··· DATASET RECORDS ···

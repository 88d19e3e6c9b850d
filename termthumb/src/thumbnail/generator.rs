// ABOUTME: Thumbnail generation front end with caching, single-flight renders, and background work
// ABOUTME: Owns the render configuration and invalidates the cache whenever it changes

use super::cache::{CacheStats, EvictionPolicy, ThumbnailCache};
use crate::config::{RenderConfig, ThumbnailSettings};
use crate::error::{Result, ThumbnailError};
use crate::protocols::{
    scaling, CapabilityDetector, GraphicsProtocol, ImageMetadata, ImageRenderer, Renderer,
};
use image::DynamicImage;
use parking_lot::{Condvar, Mutex, RwLock};
use std::collections::HashMap;
use std::fmt;
use std::path::{Path, PathBuf};
use std::sync::atomic::{AtomicBool, Ordering};
use std::sync::Arc;
use tokio::task::JoinHandle;

/// Result slot shared by the leader of a render and everyone waiting on it
struct Flight {
    result: Mutex<Option<Result<String>>>,
    done: Condvar,
}

impl Flight {
    fn new() -> Self {
        Self {
            result: Mutex::new(None),
            done: Condvar::new(),
        }
    }

    fn publish(&self, result: Result<String>) {
        *self.result.lock() = Some(result);
        self.done.notify_all();
    }

    fn wait(&self) -> Result<String> {
        let mut slot = self.result.lock();
        loop {
            if let Some(result) = slot.as_ref() {
                return result.clone();
            }
            self.done.wait(&mut slot);
        }
    }
}

/// Held by the thread doing a render; publishes on completion or unwinding
struct FlightLease<'a> {
    in_flight: &'a Mutex<HashMap<String, Arc<Flight>>>,
    key: String,
    flight: Arc<Flight>,
    finished: bool,
}

impl FlightLease<'_> {
    fn complete(mut self, result: &Result<String>) {
        self.finish(result.clone());
    }

    fn finish(&mut self, result: Result<String>) {
        self.in_flight.lock().remove(&self.key);
        self.flight.publish(result);
        self.finished = true;
    }
}

impl Drop for FlightLease<'_> {
    fn drop(&mut self) {
        if !self.finished {
            self.finish(Err(ThumbnailError::EncodeFailure(format!(
                "render of {} was aborted",
                self.key
            ))));
        }
    }
}

enum Role<'a> {
    Lead(FlightLease<'a>),
    Wait(Arc<Flight>),
}

struct Inner {
    config: RwLock<RenderConfig>,
    sixel_dithering: AtomicBool,
    in_flight: Mutex<HashMap<String, Arc<Flight>>>,
    cache: ThumbnailCache,
}

/// Produces terminal-ready thumbnails and remembers them by source path.
///
/// Cloning is cheap and every clone shares the same cache and configuration.
/// Locks are always taken in the order configuration, in-flight map, cache.
#[derive(Clone)]
pub struct ThumbnailGenerator {
    inner: Arc<Inner>,
}

impl ThumbnailGenerator {
    /// Default configuration with the clear-on-overflow cache
    pub fn new(capacity: usize) -> Self {
        Self::with_config(RenderConfig::default(), capacity)
    }

    pub fn with_config(config: RenderConfig, capacity: usize) -> Self {
        Self::with_cache(config, ThumbnailCache::new(capacity))
    }

    pub fn with_policy(
        config: RenderConfig,
        capacity: usize,
        policy: Box<dyn EvictionPolicy>,
    ) -> Self {
        Self::with_cache(config, ThumbnailCache::with_policy(capacity, policy))
    }

    pub fn with_cache(config: RenderConfig, cache: ThumbnailCache) -> Self {
        Self {
            inner: Arc::new(Inner {
                config: RwLock::new(config),
                sixel_dithering: AtomicBool::new(true),
                in_flight: Mutex::new(HashMap::new()),
                cache,
            }),
        }
    }

    /// Build from loaded settings, detecting the protocol when none is configured
    pub fn from_settings(settings: &ThumbnailSettings) -> Self {
        let protocol = settings
            .protocol
            .unwrap_or_else(|| CapabilityDetector::new().detect());
        let generator = Self::with_policy(
            settings.render_config(protocol),
            settings.capacity(),
            settings.eviction_policy(),
        );
        generator
            .inner
            .sixel_dithering
            .store(settings.dithering(), Ordering::Relaxed);
        generator
    }

    /// Default size and color mode with the protocol `detector` reports
    pub fn detected(detector: &CapabilityDetector, capacity: usize) -> Self {
        let mut config = RenderConfig::default();
        config.protocol = detector.detect();
        Self::with_config(config, capacity)
    }

    /// Render the image at `path`, serving repeated requests from the cache.
    ///
    /// Concurrent calls for the same path share a single render. Failures are
    /// returned to every waiter and never cached.
    pub fn generate(&self, path: &Path) -> Result<String> {
        let key = cache_key(path);

        // Held until the result is stored so a config change cannot interleave
        let config = self.inner.config.read();

        if let Some(hit) = self.inner.cache.get(&key) {
            log::debug!("Thumbnail cache hit: {}", key);
            return Ok(hit);
        }

        let role = {
            let mut in_flight = self.inner.in_flight.lock();
            match in_flight.get(&key) {
                Some(flight) => Role::Wait(Arc::clone(flight)),
                None => {
                    let flight = Arc::new(Flight::new());
                    in_flight.insert(key.clone(), Arc::clone(&flight));
                    Role::Lead(FlightLease {
                        in_flight: &self.inner.in_flight,
                        key: key.clone(),
                        flight,
                        finished: false,
                    })
                }
            }
        };

        let lease = match role {
            Role::Wait(flight) => {
                log::debug!("Waiting on in-flight render: {}", key);
                return flight.wait();
            }
            Role::Lead(lease) => lease,
        };

        // A render may have finished between the cache check and taking the lead
        let result = match self.inner.cache.get(&key) {
            Some(hit) => Ok(hit),
            None => {
                log::debug!("Thumbnail cache miss, rendering {} as {}", key, config.protocol);
                let result = self.renderer_for(&config).render_file(path);
                if let Ok(rendered) = &result {
                    self.inner.cache.insert(&key, rendered.clone());
                }
                result
            }
        };

        lease.complete(&result);
        if let Err(e) = &result {
            log::debug!("Thumbnail render failed for {}: {}", key, e);
        }
        result
    }

    /// Render an in-memory image with the current configuration; never cached
    pub fn generate_from_image(&self, img: &DynamicImage) -> Result<String> {
        let config = self.inner.config.read();
        self.renderer_for(&config).render_image(img)
    }

    /// Run `generate` on a blocking task and hand the result to `callback`.
    ///
    /// Must be called from within a tokio runtime.
    pub fn generate_async<P, F>(&self, path: P, callback: F) -> JoinHandle<()>
    where
        P: Into<PathBuf>,
        F: FnOnce(Result<String>) + Send + 'static,
    {
        let generator = self.clone();
        let path = path.into();
        tokio::task::spawn_blocking(move || {
            let result = generator.generate(&path);
            callback(result);
        })
    }

    /// Warm the cache with one independent task per path
    pub fn preload<I, P>(&self, paths: I) -> Vec<JoinHandle<()>>
    where
        I: IntoIterator<Item = P>,
        P: Into<PathBuf>,
    {
        self.preload_with_callback(paths, |path: &Path, result: Result<String>| {
            if let Err(e) = result {
                log::debug!("Preload failed for {}: {}", path.display(), e);
            }
        })
    }

    /// Like `preload`, reporting each path's result in completion order
    pub fn preload_with_callback<I, P, F>(&self, paths: I, callback: F) -> Vec<JoinHandle<()>>
    where
        I: IntoIterator<Item = P>,
        P: Into<PathBuf>,
        F: Fn(&Path, Result<String>) + Send + Sync + 'static,
    {
        let callback = Arc::new(callback);
        paths
            .into_iter()
            .map(|path| {
                let path = path.into();
                let callback = Arc::clone(&callback);
                let generator = self.clone();
                tokio::task::spawn_blocking(move || {
                    let result = generator.generate(&path);
                    callback(&path, result);
                })
            })
            .collect()
    }

    pub fn set_protocol(&self, protocol: GraphicsProtocol) {
        let mut config = self.inner.config.write();
        if config.protocol != protocol {
            log::debug!("Switching protocol {} -> {}", config.protocol, protocol);
            config.protocol = protocol;
            self.inner.cache.clear();
        }
    }

    /// Zero values are ignored
    pub fn set_dimensions(&self, width: u32, height: u32) {
        let mut config = self.inner.config.write();
        if config.set_dimensions(width, height) {
            self.inner.cache.clear();
        }
    }

    pub fn set_colored(&self, colored: bool) {
        let mut config = self.inner.config.write();
        if config.colored != colored {
            config.colored = colored;
            self.inner.cache.clear();
        }
    }

    /// Toggle Floyd-Steinberg dithering for Sixel output
    pub fn set_dithering(&self, dithering: bool) {
        let _config = self.inner.config.write();
        if self.inner.sixel_dithering.swap(dithering, Ordering::Relaxed) != dithering {
            self.inner.cache.clear();
        }
    }

    pub fn config(&self) -> RenderConfig {
        *self.inner.config.read()
    }

    pub fn protocol(&self) -> GraphicsProtocol {
        self.inner.config.read().protocol
    }

    pub fn clear_cache(&self) {
        self.inner.cache.clear();
    }

    /// Returns whether an entry was removed
    pub fn remove_from_cache(&self, path: &Path) -> bool {
        self.inner.cache.remove(&cache_key(path)).is_some()
    }

    pub fn cache_size(&self) -> usize {
        self.inner.cache.len()
    }

    pub fn cache_stats(&self) -> CacheStats {
        self.inner.cache.stats()
    }

    /// Check that `path` exists, has an accepted extension, and decodes; does not render
    pub fn validate(&self, path: &Path) -> (bool, Option<ThumbnailError>) {
        match scaling::check_source(path) {
            Ok(_) => (true, None),
            Err(e) => (false, Some(e)),
        }
    }

    /// Header-level facts about a source after the same checks as `validate`
    pub fn metadata(&self, path: &Path) -> Result<ImageMetadata> {
        scaling::check_source(path)
    }

    fn renderer_for(&self, config: &RenderConfig) -> Renderer {
        Renderer::for_config(config)
            .with_sixel_dithering(self.inner.sixel_dithering.load(Ordering::Relaxed))
    }
}

impl fmt::Debug for ThumbnailGenerator {
    fn fmt(&self, f: &mut fmt::Formatter<'_>) -> fmt::Result {
        f.debug_struct("ThumbnailGenerator")
            .field("config", &*self.inner.config.read())
            .field("cache", &self.inner.cache)
            .finish()
    }
}

fn cache_key(path: &Path) -> String {
    path.to_string_lossy().into_owned()
}

#[cfg(test)]
mod tests {
    use super::*;
    use image::{Rgb, RgbImage};
    use std::thread;
    use tempfile::TempDir;

    fn write_png(dir: &TempDir, name: &str, width: u32, height: u32) -> PathBuf {
        let path = dir.path().join(name);
        RgbImage::from_pixel(width, height, Rgb([200, 40, 40]))
            .save(&path)
            .unwrap();
        path
    }

    fn halfblock(width: u32, height: u32) -> RenderConfig {
        RenderConfig::new(width, height, GraphicsProtocol::HalfBlock, false)
    }

    #[test]
    fn test_flight_delivers_to_waiters() {
        let flight = Arc::new(Flight::new());
        let waiters: Vec<_> = (0..4)
            .map(|_| {
                let flight = Arc::clone(&flight);
                thread::spawn(move || flight.wait())
            })
            .collect();

        flight.publish(Ok("done".to_string()));
        for waiter in waiters {
            assert_eq!(waiter.join().unwrap(), Ok("done".to_string()));
        }
    }

    #[test]
    fn test_dropped_lease_publishes_failure() {
        let in_flight = Mutex::new(HashMap::new());
        let flight = Arc::new(Flight::new());
        in_flight
            .lock()
            .insert("a.png".to_string(), Arc::clone(&flight));

        drop(FlightLease {
            in_flight: &in_flight,
            key: "a.png".to_string(),
            flight: Arc::clone(&flight),
            finished: false,
        });

        assert!(in_flight.lock().is_empty());
        assert!(matches!(flight.wait(), Err(ThumbnailError::EncodeFailure(_))));
    }

    #[test]
    fn test_generate_populates_cache_once() {
        let dir = TempDir::new().unwrap();
        let path = write_png(&dir, "a.png", 8, 8);
        let generator = ThumbnailGenerator::with_config(halfblock(4, 2), 10);

        let first = generator.generate(&path).unwrap();
        let second = generator.generate(&path).unwrap();
        assert_eq!(first, second);
        assert_eq!(generator.cache_size(), 1);
        assert!(generator.inner.in_flight.lock().is_empty());
    }

    #[test]
    fn test_concurrent_generate_renders_once() {
        let dir = TempDir::new().unwrap();
        let path = write_png(&dir, "shared.png", 64, 64);
        let generator = ThumbnailGenerator::with_config(halfblock(16, 8), 10);

        let workers: Vec<_> = (0..8)
            .map(|_| {
                let generator = generator.clone();
                let path = path.clone();
                thread::spawn(move || generator.generate(&path))
            })
            .collect();

        let results: Vec<_> = workers.into_iter().map(|w| w.join().unwrap()).collect();
        assert!(results.windows(2).all(|pair| pair[0] == pair[1]));
        assert_eq!(generator.cache_size(), 1);
    }

    #[test]
    fn test_set_dithering_clears_cache_on_change() {
        let dir = TempDir::new().unwrap();
        let path = write_png(&dir, "a.png", 8, 8);
        let generator = ThumbnailGenerator::with_config(
            RenderConfig::new(2, 1, GraphicsProtocol::Sixel, true),
            10,
        );

        generator.generate(&path).unwrap();
        generator.set_dithering(true);
        assert_eq!(generator.cache_size(), 1);
        generator.set_dithering(false);
        assert_eq!(generator.cache_size(), 0);
    }

    #[test]
    fn test_detected_uses_detector() {
        let detector = CapabilityDetector::new();
        detector.force(GraphicsProtocol::Sixel);
        let generator = ThumbnailGenerator::detected(&detector, 5);
        assert_eq!(generator.protocol(), GraphicsProtocol::Sixel);
        assert_eq!(generator.cache_stats().capacity, 5);
    }
}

···

**TASK DIRECTIONS:** For this exercise, repeat exactly the lines of the data above from the one with "let mut slot = self.result.lock();" down to the one with "fn finish(&mut self, result: Result<String>)", both end lines included.

**EXPECTED OUTPUT:**
        let mut slot = self.result.lock();
        loop {
            if let Some(result) = slot.as_ref() {
                return result.clone();
            }
            self.done.wait(&mut slot);
        }
    }
}

/// Held by the thread doing a render; publishes on completion or unwinding
struct FlightLease<'a> {
    in_flight: &'a Mutex<HashMap<String, Arc<Flight>>>,
    key: String,
    flight: Arc<Flight>,
    finished: bool,
}

impl FlightLease<'_> {
    fn complete(mut self, result: &Result<String>) {
        self.finish(result.clone());
    }

    fn finish(&mut self, result: Result<String>) {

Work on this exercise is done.